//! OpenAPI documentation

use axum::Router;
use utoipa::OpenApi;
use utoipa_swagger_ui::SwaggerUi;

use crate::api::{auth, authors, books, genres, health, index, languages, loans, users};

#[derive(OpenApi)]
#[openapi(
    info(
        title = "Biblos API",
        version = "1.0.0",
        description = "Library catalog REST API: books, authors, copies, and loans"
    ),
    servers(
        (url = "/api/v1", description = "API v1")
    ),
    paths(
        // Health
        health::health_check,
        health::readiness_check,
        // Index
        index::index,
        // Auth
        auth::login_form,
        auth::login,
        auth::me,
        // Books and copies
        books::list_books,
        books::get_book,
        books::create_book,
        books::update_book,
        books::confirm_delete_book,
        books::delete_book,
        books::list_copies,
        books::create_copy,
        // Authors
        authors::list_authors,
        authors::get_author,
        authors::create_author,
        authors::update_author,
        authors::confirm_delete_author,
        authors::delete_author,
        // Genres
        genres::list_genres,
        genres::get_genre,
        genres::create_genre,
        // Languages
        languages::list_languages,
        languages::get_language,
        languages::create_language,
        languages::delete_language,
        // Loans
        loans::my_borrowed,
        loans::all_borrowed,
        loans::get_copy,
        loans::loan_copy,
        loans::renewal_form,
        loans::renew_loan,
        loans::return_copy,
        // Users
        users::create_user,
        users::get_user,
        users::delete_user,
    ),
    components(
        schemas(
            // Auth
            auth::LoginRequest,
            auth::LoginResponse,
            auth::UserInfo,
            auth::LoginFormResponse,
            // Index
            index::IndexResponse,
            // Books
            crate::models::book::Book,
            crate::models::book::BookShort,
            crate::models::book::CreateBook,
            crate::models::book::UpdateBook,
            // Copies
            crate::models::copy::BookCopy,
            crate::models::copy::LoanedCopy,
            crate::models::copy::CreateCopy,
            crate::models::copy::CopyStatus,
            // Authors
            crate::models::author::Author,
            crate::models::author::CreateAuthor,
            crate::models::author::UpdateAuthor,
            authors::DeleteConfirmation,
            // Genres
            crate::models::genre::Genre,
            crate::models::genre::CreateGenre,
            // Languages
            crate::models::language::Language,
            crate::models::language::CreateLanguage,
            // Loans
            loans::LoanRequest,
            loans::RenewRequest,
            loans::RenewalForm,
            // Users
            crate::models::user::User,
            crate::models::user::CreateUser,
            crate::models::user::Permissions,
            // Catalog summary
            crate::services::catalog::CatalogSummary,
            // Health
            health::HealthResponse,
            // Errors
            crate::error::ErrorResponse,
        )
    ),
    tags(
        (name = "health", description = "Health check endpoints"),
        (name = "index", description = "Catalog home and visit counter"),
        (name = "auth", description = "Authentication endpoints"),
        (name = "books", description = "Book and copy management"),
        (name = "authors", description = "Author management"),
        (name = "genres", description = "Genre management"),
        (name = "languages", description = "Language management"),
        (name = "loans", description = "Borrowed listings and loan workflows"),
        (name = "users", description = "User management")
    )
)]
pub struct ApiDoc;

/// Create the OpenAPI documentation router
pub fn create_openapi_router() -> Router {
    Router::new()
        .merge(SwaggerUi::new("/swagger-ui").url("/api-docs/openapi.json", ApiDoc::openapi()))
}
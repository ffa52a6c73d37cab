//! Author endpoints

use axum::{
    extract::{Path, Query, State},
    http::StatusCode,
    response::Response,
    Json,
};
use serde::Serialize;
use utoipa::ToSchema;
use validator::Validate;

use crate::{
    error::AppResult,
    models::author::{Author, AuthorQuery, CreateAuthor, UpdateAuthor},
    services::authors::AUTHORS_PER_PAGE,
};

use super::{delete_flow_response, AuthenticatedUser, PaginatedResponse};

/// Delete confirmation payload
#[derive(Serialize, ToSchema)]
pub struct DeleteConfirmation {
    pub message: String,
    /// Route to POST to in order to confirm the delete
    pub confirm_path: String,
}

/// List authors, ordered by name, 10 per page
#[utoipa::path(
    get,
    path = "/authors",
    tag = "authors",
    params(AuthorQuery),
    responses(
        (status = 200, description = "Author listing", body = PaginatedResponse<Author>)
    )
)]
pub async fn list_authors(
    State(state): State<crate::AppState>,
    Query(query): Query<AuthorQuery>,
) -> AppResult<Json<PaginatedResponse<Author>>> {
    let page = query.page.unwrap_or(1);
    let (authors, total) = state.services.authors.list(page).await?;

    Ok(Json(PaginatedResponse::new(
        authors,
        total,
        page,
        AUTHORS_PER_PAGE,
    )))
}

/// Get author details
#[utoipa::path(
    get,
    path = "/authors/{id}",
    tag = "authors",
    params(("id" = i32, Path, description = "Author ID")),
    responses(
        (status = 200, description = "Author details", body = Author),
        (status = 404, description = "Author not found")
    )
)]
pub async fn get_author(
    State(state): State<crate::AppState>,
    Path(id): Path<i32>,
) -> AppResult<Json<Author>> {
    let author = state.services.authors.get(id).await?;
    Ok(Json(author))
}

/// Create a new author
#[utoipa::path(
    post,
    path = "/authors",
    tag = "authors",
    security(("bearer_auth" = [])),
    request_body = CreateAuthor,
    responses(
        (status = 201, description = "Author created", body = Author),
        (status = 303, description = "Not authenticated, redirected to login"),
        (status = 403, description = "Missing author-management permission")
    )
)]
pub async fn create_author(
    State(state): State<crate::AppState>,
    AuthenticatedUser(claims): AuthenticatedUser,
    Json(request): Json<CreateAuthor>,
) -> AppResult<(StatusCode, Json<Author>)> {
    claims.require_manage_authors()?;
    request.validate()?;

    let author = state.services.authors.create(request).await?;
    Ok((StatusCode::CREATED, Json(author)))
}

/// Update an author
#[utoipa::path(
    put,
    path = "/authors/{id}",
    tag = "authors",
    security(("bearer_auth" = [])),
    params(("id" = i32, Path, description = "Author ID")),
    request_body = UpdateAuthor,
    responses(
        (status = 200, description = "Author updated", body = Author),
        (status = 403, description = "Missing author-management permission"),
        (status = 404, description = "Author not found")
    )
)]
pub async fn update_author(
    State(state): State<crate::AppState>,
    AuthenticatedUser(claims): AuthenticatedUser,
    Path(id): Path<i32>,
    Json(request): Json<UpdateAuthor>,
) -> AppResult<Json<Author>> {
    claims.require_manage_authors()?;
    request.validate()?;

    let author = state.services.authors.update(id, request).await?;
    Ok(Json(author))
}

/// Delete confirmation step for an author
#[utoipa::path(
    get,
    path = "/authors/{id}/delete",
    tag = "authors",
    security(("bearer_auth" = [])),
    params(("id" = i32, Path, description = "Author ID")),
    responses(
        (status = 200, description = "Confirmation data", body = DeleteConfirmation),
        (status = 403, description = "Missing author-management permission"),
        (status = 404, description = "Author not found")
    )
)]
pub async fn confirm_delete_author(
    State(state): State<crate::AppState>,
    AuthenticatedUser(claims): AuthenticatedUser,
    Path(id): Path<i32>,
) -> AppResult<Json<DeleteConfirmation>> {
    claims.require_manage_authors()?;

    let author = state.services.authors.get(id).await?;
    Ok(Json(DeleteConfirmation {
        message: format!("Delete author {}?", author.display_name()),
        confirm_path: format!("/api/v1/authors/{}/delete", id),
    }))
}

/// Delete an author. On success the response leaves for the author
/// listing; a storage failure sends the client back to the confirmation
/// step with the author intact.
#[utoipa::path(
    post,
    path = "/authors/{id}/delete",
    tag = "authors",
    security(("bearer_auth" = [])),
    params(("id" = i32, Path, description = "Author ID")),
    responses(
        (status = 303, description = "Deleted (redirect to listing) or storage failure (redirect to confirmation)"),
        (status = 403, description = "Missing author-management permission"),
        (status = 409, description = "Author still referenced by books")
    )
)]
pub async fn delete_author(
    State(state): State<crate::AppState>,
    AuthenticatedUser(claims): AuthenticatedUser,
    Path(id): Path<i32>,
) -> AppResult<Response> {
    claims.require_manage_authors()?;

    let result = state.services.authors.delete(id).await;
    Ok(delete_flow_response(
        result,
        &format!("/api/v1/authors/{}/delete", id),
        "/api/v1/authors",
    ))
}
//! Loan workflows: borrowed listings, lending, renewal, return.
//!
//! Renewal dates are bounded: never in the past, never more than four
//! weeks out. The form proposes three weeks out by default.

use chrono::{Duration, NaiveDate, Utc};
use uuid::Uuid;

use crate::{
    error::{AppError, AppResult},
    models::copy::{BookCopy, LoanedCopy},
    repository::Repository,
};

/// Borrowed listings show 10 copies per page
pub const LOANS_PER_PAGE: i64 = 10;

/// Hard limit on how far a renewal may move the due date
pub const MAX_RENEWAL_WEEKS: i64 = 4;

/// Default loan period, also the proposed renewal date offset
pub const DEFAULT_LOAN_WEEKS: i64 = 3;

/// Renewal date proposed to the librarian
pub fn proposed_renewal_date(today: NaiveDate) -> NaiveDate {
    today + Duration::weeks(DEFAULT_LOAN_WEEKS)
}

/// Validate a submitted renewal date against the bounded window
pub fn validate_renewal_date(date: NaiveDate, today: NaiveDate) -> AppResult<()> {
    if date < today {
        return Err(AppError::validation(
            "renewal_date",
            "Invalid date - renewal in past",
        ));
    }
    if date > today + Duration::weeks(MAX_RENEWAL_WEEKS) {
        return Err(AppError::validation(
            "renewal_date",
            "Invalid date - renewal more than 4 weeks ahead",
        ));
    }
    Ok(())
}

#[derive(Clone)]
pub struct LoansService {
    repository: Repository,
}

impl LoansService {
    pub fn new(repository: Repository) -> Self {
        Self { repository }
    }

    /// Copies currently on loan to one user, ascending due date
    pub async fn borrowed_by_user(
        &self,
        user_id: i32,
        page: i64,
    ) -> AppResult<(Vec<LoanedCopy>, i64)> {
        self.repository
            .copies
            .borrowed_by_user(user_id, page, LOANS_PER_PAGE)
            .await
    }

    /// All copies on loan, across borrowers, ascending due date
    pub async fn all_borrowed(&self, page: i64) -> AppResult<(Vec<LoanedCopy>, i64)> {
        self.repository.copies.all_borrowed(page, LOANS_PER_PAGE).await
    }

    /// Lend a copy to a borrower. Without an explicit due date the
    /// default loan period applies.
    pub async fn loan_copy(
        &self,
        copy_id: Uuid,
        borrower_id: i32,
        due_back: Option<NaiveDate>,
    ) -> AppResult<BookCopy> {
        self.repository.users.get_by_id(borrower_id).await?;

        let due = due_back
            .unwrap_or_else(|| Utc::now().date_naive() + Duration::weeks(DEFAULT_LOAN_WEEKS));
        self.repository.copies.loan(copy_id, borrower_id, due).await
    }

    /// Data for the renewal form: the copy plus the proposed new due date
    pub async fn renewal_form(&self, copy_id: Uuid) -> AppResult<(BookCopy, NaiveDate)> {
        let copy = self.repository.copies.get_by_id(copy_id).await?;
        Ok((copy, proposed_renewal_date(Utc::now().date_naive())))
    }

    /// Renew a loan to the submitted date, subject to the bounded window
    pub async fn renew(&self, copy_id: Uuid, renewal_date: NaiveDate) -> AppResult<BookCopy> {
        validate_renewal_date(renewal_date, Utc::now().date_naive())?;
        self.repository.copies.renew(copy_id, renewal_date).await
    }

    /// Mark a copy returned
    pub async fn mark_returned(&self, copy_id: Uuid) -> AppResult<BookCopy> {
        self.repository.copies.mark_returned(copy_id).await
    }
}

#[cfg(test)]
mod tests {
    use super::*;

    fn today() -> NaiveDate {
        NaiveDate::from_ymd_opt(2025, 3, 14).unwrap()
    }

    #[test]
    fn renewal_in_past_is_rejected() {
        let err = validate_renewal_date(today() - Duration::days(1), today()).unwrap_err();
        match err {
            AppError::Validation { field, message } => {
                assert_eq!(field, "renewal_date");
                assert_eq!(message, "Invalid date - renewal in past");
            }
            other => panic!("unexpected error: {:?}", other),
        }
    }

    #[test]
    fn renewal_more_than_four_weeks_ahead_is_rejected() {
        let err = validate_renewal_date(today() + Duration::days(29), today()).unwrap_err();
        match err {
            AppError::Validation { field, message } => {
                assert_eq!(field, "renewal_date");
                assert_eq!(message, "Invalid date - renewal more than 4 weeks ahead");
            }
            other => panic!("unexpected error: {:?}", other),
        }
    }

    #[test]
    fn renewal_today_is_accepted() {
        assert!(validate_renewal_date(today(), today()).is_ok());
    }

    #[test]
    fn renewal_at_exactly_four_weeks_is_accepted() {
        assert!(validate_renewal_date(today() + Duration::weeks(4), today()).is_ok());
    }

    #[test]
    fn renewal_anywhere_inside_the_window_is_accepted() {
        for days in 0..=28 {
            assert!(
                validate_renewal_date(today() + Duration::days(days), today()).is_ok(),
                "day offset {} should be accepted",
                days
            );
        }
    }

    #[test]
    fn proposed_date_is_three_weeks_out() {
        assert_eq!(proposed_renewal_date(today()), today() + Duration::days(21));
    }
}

-----

Exercise objective: Exactly the lines above from the one with "the author intact." to the one with "(redirect to listing)", both included, are to be quoted; leave the rest out.

Solution below:
/// step with the author intact.
#[utoipa::path(
    post,
    path = "/authors/{id}/delete",
    tag = "authors",
    security(("bearer_auth" = [])),
    params(("id" = i32, Path, description = "Author ID")),
    responses(
        (status = 303, description = "Deleted (redirect to listing) or storage failure (redirect to confirmation)"),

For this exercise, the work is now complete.